**ASSIGNMENT**
Only a number is wanted here: how many lines in the entries below contain the word "transaction".

**RECORDS FOR PROCESSING**

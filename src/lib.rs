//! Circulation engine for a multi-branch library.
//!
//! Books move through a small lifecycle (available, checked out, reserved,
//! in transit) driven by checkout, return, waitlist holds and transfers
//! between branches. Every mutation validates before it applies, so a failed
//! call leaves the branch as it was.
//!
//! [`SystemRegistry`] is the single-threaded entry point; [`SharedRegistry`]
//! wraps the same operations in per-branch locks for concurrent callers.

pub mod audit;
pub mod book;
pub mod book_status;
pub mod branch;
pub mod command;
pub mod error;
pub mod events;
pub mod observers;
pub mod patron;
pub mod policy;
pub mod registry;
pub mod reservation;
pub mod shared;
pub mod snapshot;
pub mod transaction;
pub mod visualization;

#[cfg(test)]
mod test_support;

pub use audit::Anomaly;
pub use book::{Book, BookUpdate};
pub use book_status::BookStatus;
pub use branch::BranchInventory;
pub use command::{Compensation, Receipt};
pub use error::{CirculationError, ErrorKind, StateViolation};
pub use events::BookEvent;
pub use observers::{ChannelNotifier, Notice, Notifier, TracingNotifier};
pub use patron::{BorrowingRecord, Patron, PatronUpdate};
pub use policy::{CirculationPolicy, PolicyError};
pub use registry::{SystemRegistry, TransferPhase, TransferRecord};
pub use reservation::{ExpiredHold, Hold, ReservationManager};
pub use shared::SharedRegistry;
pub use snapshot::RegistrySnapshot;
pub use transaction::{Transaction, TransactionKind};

**RESPONSE AREA**
2